A un moment, il ne faut plus tergiverser. « Le disque était prêt. J’ai eu quelques rendez-vous avec des maisons de disques, mais je n’avais plus envie d’attendre. J’ai voulu foncer. Et puis la démarche était assez raccord avec le titre de l’album: on va le faire à la débrouille! » Le nouveau projet autoproduit de Badi est sorti le 30 juin dernier, jour de l’indépendance du Congo. Son titre, Article XV, fait en effet référence au système D. Celui qui, in fine, reste toujours le plus efficace du côté de Kinshasa…
On le connaît bien, Badi.
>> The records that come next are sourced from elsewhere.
//! Configuration loading from disk and the process environment.

use std::fs;
use std::path::{Path, PathBuf};
use thiserror::Error;

use crate::config::schema::AdapterConfig;
use crate::config::validation::{validate_config, ValidationError};

/// Names the optional TOML file layered under the environment.
pub const CONFIG_PATH_VAR: &str = "LT_ADAPTER_CONFIG";

/// Error type for configuration loading.
#[derive(Debug, Error)]
pub enum ConfigError {
    #[error("IO error reading {path}: {source}")]
    Io {
        path: PathBuf,
        #[source]
        source: std::io::Error,
    },

    #[error("Parse error: {0}")]
    Parse(#[from] toml::de::Error),

    #[error("Invalid value for {var}: {reason}")]
    Env { var: &'static str, reason: String },

    #[error("Validation failed: {}", join_errors(.0))]
    Validation(Vec<ValidationError>),
}

fn join_errors(errors: &[ValidationError]) -> String {
    errors
        .iter()
        .map(|e| e.to_string())
        .collect::<Vec<_>>()
        .join(", ")
}

/// Load and validate configuration from a TOML file.
pub fn load_config(path: &Path) -> Result<AdapterConfig, ConfigError> {
    let config = read_file(path)?;
    validate_config(&config).map_err(ConfigError::Validation)?;
    Ok(config)
}

/// Resolve the effective configuration: defaults, then the file named by
/// `LT_ADAPTER_CONFIG`, then environment overrides, then validation.
pub fn load_from_env() -> Result<AdapterConfig, ConfigError> {
    resolve(|var| std::env::var(var).ok())
}

/// Same as [`load_from_env`] with an injectable variable lookup.
pub fn resolve<F>(lookup: F) -> Result<AdapterConfig, ConfigError>
where
    F: Fn(&str) -> Option<String>,
{
    let mut config = match non_empty(&lookup, CONFIG_PATH_VAR) {
        Some(path) => read_file(Path::new(&path))?,
        None => AdapterConfig::default(),
    };
    apply_env(&mut config, &lookup)?;
    validate_config(&config).map_err(ConfigError::Validation)?;
    Ok(config)
}

fn read_file(path: &Path) -> Result<AdapterConfig, ConfigError> {
    let content = fs::read_to_string(path).map_err(|source| ConfigError::Io {
        path: path.to_path_buf(),
        source,
    })?;
    Ok(toml::from_str(&content)?)
}

/// Overlay environment variables onto `config`.
pub fn apply_env<F>(config: &mut AdapterConfig, lookup: &F) -> Result<(), ConfigError>
where
    F: Fn(&str) -> Option<String>,
{
    if let Some(mount) = non_empty(lookup, "LT_EFS_MOUNT") {
        config.assets.mount_path = PathBuf::from(mount);
    }
    if let Some(dir) = non_empty(lookup, "LT_LOCAL_MODEL_DIR") {
        config.assets.local_dir = PathBuf::from(dir);
    }
    if let Some(bucket) = first_set(lookup, &["LT_S3_BUCKET", "MODEL_BUCKET"]) {
        config.assets.bucket = Some(bucket);
    }
    if let Some(key) = first_set(lookup, &["LT_S3_MODEL_KEY", "MODEL_KEY"]) {
        config.assets.key = Some(key);
    }
    if let Some(region) = non_empty(lookup, "LT_S3_REGION") {
        config.assets.region = Some(region);
    }
    if let Some(endpoint) = non_empty(lookup, "LT_S3_ENDPOINT") {
        config.assets.endpoint_url = Some(endpoint);
    }

    if let Some(host) = non_empty(lookup, "LT_LOCAL_BIND") {
        config.server.bind_host = host;
    }
    if let Some(port) = non_empty(lookup, "LT_LOCAL_PORT") {
        config.server.port = port.trim().parse().map_err(|e| ConfigError::Env {
            var: "LT_LOCAL_PORT",
            reason: format!("'{}': {}", port, e),
        })?;
    }
    if let Some(command_line) = non_empty(lookup, "LT_BACKEND_CMD") {
        let mut words = command_line.split_whitespace().map(str::to_string);
        if let Some(command) = words.next() {
            config.server.command = command;
            config.server.args = words.collect();
        }
    }

    if let Some(candidates) = non_empty(lookup, "LT_APP_CANDIDATES") {
        config.native.candidates = candidates
            .split(',')
            .map(|c| c.trim().to_string())
            .filter(|c| !c.is_empty())
            .collect();
    }

    if let Some(api) = non_empty(lookup, "AWS_LAMBDA_RUNTIME_API") {
        config.runtime.api = Some(api);
    }
    if let Some(concurrency) = non_empty(lookup, "LT_RUNTIME_CONCURRENCY") {
        config.runtime.concurrency = concurrency.trim().parse().map_err(|e| ConfigError::Env {
            var: "LT_RUNTIME_CONCURRENCY",
            reason: format!("'{}': {}", concurrency, e),
        })?;
    }

    if let Some(format) = non_empty(lookup, "LT_LOG_FORMAT") {
        config.observability.log_format = format.parse().map_err(|reason| ConfigError::Env {
            var: "LT_LOG_FORMAT",
            reason,
        })?;
    }

    Ok(())
}

fn non_empty<F>(lookup: &F, var: &str) -> Option<String>
where
    F: Fn(&str) -> Option<String>,
{
    lookup(var).filter(|v| !v.trim().is_empty())
}

fn first_set<F>(lookup: &F, vars: &[&str]) -> Option<String>
where
    F: Fn(&str) -> Option<String>,
{
    vars.iter().find_map(|var| non_empty(lookup, var))
}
Pas personnellement, mais à force de voir son nom circuler depuis une quinzaine d’années sur la carte des musiques urbaines made in Bruxelles. Le jour où on le croise, du côté de la place Flagey, il arbore une casquette. Mais plutôt la version Brigades du Tigre que le modèle américain façon Jay-Z. C’est pourtant bien dans le rap qu’il a commencé. Dès l’adolescence, il est complètement dedans. Avec plusieurs potes, il fait partie de Présumés Coupables, qui se fait rapidement un nom dans le milieu. Il n’a pas encore 20 ans quand sort Le Chant des loups, qui deviendra aussi le nom du collectif élargi. Il y aura aussi les mixtapes avec des piliers bruxellois comme Scylla, James Deano, Convok, etc. Et puis, sous le nom de BdBanx, les premières productions solo, plus électro, avec notamment un certain Stromae.
Mais dans les années 2000, le rap belge ne paie pas. Il se voit à peine dans les médias. Badi fait partie de ce que l’exposition Yo de Bozar, consacrée à l’histoire du hip-hop bruxellois, a appelé « la génération sacrifiée« … « Oui, c’est vrai. Financièrement en tout cas (rires). Mais je ne vais pas me plaindre, j’ai pu en profiter. Les organisateurs de Yo m’ont contacté pour faire partie de l’expo. Si ça permettait de remettre un peu de lumière sur le Chant d. loups, je trouvais en effet que ça avait du sens. En tant que Badi, par contre, je me voyais mal intégrer le parcours. Je préférais qu’on mette en avant des types plus jeunes que moi, qu’ils bénéficient de la lumière qu’on n’a pas toujours eue. » Une preuve d’humilité. Mais sans doute aussi de clairvoyance. Si Badi a toujours les deux pieds dans le hip-hop, il a également la tête ailleurs. Du côté de la pop et de la musique congolaise…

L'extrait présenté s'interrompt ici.